* Exercise directions:
Report back every line from the entries below in which the word "under" occurs.

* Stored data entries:

....

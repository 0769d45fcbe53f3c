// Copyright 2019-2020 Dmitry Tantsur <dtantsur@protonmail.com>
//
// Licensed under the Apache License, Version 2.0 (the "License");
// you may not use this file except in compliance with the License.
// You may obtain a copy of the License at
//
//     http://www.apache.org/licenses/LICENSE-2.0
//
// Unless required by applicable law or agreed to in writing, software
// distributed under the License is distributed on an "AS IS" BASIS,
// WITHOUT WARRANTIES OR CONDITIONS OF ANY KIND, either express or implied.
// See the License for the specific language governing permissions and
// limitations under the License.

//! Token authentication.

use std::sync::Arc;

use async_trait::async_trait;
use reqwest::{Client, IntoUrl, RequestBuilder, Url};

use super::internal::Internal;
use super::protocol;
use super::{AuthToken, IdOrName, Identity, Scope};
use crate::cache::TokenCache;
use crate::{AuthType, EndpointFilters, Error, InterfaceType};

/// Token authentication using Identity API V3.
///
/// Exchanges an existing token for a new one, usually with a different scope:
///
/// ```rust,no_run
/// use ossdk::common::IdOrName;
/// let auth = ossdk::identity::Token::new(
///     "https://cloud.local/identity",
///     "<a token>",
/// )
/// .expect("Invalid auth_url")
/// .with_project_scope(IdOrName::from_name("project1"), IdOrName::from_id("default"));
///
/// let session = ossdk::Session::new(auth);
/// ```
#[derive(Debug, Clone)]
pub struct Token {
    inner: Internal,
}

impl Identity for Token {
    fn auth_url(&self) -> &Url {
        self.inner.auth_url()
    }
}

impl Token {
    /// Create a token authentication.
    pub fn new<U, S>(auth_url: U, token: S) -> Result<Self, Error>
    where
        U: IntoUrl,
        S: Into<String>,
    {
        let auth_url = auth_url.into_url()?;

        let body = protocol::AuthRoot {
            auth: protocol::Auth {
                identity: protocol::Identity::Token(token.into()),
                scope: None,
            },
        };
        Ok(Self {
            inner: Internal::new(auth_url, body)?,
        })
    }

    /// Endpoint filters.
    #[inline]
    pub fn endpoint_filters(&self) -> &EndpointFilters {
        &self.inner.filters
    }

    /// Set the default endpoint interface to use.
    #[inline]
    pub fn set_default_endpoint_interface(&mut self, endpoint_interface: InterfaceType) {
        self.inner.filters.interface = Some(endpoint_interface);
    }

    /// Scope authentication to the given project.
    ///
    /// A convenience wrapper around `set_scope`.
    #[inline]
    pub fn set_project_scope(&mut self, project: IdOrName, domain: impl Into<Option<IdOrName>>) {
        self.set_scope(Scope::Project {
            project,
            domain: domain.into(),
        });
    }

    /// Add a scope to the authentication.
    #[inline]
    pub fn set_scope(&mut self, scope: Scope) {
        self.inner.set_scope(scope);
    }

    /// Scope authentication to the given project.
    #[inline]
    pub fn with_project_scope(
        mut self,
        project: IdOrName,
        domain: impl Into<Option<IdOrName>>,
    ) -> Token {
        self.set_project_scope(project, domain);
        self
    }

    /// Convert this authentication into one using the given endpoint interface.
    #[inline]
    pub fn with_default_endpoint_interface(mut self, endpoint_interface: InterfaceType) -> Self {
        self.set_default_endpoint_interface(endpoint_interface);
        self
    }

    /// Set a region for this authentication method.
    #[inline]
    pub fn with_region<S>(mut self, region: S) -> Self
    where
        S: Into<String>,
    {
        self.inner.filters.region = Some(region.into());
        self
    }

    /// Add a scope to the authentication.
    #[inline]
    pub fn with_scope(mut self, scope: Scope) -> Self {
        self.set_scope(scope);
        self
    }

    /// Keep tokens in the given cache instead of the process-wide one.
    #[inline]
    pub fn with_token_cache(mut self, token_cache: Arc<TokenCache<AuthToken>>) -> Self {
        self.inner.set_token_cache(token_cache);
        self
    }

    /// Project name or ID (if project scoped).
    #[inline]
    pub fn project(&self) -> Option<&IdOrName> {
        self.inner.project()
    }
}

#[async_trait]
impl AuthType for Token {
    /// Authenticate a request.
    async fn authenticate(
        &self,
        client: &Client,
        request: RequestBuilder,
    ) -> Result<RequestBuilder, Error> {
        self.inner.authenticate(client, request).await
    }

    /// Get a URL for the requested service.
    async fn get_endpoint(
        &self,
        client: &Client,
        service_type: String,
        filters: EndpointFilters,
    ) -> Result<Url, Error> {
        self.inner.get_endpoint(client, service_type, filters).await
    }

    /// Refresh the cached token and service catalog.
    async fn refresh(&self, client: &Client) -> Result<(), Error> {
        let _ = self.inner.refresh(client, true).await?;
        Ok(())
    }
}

....

* Result of this exercise:
// Licensed under the Apache License, Version 2.0 (the "License");
// distributed under the License is distributed on an "AS IS" BASIS,
// limitations under the License.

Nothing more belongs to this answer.